## Dataset records

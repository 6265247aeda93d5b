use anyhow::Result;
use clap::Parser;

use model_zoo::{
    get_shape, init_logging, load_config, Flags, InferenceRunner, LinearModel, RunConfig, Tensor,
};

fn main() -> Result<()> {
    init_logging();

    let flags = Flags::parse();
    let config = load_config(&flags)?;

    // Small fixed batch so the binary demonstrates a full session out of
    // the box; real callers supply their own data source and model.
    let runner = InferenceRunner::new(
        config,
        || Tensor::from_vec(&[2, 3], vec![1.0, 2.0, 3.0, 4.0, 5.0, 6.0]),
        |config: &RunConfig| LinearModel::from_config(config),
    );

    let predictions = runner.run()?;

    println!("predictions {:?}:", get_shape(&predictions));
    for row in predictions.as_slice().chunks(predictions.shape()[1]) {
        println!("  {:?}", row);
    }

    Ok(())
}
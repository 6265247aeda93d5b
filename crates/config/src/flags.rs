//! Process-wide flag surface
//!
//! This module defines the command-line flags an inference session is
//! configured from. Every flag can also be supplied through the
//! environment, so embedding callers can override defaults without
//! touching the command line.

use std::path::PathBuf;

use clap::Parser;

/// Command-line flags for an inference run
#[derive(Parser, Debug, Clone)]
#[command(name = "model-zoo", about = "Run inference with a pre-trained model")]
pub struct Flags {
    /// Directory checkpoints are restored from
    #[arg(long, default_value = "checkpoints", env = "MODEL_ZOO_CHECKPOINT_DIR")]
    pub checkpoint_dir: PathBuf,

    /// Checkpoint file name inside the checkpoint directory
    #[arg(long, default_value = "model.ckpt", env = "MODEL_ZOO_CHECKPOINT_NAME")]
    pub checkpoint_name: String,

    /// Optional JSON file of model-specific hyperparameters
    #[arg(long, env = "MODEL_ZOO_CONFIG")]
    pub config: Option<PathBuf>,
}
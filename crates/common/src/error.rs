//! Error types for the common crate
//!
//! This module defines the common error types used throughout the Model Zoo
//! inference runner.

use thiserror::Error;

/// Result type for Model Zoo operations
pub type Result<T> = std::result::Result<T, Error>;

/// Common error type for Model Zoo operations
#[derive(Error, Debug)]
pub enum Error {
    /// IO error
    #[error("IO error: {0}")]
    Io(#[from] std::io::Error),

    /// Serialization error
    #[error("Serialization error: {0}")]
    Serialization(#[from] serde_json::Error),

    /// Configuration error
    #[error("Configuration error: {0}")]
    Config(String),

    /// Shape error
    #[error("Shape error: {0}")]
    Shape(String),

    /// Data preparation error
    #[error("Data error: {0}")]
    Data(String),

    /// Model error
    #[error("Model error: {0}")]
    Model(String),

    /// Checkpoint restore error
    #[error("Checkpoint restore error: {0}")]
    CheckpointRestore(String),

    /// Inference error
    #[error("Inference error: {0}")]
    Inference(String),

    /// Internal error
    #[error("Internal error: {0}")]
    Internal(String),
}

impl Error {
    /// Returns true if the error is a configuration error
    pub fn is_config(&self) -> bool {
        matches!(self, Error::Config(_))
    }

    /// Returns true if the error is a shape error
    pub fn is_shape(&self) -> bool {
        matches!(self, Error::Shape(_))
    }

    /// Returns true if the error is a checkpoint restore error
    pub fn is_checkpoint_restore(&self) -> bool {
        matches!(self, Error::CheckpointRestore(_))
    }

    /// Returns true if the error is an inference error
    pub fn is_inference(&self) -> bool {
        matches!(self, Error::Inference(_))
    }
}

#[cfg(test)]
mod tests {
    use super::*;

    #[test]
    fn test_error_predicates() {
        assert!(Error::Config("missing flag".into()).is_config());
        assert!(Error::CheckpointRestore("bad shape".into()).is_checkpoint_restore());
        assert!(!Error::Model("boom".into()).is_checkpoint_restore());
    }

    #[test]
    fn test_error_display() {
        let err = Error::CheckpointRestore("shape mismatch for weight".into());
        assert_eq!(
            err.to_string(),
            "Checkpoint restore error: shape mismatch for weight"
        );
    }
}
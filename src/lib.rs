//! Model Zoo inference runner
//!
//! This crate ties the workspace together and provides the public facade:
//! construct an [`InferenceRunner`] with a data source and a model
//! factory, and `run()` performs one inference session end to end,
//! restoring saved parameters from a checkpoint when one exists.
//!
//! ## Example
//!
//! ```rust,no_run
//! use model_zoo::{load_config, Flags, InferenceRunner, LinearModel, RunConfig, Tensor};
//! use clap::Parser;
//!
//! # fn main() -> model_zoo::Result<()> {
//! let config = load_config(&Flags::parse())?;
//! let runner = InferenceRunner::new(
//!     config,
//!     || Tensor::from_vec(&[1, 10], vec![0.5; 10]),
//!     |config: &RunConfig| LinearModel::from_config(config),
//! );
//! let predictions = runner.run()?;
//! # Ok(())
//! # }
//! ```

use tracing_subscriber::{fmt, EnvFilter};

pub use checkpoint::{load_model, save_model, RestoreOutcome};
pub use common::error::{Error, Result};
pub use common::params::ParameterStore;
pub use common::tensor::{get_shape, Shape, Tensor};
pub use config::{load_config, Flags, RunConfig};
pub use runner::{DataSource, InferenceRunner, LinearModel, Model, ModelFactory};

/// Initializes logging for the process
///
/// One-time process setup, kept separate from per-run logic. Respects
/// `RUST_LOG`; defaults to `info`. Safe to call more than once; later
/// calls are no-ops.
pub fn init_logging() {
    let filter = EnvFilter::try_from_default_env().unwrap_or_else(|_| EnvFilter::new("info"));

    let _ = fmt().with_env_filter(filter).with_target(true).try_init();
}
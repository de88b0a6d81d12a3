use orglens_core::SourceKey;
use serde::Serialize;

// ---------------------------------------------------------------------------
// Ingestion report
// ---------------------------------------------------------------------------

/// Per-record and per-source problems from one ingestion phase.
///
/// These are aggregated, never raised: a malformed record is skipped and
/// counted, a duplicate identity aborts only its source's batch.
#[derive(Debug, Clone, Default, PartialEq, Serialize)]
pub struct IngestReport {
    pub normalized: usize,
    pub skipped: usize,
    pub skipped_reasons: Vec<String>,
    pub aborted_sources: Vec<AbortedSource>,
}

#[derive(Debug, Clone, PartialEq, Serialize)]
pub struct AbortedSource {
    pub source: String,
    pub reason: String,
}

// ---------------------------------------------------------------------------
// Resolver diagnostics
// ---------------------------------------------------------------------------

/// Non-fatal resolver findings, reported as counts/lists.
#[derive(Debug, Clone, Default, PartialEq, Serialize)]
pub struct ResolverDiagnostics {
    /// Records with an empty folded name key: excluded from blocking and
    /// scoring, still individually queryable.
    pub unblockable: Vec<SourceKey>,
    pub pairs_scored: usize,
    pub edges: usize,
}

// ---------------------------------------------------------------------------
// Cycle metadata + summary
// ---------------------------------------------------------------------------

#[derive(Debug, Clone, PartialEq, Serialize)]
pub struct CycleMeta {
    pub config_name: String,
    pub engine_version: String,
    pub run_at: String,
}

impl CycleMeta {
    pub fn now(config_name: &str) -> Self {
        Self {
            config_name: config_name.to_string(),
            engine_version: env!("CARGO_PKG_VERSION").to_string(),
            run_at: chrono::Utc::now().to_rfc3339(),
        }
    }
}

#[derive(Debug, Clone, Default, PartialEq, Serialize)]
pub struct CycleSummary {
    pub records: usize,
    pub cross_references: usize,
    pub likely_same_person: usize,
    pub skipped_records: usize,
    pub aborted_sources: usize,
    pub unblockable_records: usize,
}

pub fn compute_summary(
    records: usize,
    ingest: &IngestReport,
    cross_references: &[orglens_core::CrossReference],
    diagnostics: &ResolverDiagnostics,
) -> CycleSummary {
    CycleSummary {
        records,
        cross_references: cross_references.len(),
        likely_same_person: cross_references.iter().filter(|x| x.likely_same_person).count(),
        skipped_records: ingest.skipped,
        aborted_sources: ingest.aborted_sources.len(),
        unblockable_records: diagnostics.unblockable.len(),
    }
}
---
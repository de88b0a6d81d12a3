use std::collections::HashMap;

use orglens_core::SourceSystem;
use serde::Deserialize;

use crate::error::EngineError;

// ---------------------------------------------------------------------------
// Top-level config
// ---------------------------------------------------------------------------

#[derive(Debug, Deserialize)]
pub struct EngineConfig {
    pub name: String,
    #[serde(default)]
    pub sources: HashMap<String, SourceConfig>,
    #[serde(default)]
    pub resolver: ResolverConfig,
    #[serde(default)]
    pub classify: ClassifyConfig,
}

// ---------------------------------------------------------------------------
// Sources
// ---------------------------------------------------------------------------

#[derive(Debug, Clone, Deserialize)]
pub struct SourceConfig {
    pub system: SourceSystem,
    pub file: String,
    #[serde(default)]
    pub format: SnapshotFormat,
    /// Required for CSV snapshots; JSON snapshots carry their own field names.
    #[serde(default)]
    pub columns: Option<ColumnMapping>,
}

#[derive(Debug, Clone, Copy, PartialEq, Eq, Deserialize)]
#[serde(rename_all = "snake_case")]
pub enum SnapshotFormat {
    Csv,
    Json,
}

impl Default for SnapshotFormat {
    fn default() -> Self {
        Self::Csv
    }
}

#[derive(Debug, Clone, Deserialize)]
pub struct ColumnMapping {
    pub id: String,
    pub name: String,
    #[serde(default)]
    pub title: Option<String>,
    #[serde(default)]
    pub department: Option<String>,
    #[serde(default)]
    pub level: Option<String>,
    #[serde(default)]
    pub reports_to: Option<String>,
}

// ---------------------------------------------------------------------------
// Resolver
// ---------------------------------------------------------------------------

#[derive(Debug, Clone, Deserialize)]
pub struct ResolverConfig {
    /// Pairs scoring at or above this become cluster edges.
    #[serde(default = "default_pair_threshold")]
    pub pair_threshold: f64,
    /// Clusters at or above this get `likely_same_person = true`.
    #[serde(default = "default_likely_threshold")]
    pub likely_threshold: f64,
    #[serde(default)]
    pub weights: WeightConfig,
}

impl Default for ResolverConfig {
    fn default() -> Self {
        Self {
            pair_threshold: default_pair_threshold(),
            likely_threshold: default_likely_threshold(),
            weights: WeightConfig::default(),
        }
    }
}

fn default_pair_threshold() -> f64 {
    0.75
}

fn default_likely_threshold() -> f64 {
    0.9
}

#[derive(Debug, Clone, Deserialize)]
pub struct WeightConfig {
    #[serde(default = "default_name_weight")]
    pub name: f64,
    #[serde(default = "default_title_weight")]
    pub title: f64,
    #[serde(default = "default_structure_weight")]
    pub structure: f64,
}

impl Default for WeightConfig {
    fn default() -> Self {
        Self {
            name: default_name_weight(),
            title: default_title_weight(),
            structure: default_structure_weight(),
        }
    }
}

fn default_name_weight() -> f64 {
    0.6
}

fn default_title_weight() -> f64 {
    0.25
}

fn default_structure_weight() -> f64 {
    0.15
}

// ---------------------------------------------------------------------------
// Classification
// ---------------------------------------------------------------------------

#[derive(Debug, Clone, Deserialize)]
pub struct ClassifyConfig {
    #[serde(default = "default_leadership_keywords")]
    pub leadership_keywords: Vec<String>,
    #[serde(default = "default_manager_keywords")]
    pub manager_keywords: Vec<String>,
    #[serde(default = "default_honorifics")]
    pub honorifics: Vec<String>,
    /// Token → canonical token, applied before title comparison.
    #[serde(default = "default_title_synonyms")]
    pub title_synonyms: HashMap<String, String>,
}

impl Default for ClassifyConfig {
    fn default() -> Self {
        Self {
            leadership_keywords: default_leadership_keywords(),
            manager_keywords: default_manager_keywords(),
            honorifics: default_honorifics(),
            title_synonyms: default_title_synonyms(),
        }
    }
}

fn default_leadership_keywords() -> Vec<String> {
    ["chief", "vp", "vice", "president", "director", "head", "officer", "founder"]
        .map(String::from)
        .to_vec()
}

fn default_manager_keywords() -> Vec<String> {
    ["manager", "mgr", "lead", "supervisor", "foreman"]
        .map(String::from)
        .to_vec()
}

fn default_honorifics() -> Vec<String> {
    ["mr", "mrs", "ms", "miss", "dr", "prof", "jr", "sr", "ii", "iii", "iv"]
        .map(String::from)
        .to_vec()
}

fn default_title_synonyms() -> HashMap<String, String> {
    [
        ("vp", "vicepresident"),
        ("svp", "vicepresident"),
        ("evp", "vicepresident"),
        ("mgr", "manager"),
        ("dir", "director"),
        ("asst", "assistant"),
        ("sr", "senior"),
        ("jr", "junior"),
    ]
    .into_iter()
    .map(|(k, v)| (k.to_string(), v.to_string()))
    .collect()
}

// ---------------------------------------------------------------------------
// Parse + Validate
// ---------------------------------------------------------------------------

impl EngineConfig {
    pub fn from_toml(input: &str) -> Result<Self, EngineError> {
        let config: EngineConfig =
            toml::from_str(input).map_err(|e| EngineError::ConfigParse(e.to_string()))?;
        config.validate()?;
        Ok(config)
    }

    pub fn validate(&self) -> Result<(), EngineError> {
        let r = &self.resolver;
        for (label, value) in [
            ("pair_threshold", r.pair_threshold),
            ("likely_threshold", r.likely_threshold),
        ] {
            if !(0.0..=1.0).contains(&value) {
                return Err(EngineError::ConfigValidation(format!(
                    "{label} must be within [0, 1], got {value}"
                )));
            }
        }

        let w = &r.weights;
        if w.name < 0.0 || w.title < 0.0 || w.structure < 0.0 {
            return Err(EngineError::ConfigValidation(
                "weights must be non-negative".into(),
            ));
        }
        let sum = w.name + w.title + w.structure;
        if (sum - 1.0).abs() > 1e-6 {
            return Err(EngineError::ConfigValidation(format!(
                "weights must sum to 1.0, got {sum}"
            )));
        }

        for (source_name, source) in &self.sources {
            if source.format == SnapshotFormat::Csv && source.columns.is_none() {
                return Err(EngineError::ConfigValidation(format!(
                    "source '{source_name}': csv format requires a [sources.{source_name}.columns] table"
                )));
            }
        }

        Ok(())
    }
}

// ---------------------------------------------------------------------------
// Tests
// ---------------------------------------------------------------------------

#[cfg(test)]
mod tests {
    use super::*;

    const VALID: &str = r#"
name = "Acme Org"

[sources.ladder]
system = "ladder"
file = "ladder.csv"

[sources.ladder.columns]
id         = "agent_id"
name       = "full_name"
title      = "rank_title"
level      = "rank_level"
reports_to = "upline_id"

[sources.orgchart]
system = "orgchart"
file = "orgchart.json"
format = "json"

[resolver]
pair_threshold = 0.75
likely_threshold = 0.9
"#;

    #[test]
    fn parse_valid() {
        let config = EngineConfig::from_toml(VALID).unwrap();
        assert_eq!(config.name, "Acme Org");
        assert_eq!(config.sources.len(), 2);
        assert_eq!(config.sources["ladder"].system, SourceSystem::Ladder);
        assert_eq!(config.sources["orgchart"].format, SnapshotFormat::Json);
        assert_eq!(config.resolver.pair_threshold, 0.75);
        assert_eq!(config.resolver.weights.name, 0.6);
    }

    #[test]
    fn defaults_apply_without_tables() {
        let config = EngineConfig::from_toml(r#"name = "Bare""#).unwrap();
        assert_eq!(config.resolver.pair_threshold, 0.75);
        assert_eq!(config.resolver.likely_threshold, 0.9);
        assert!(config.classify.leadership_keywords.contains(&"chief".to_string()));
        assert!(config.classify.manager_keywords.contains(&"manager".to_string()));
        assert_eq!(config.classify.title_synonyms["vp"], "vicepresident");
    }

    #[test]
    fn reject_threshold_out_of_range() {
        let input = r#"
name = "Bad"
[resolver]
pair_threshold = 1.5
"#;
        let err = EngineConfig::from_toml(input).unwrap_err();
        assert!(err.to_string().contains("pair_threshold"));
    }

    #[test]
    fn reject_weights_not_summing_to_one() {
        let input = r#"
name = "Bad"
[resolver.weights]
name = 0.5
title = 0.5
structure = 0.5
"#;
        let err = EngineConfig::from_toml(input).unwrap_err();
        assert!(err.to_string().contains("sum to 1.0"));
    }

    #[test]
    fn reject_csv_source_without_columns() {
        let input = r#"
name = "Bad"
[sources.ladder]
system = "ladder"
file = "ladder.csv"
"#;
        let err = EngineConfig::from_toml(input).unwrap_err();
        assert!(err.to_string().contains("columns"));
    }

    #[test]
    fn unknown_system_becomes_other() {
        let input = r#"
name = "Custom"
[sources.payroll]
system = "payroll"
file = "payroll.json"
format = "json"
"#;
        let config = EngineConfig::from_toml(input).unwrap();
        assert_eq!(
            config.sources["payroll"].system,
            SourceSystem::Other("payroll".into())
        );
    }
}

## Requirement
Look over the records above and filter for each line with the word "SourceKey".

## Exercise result
use orglens_core::SourceKey;
    pub unblockable: Vec<SourceKey>,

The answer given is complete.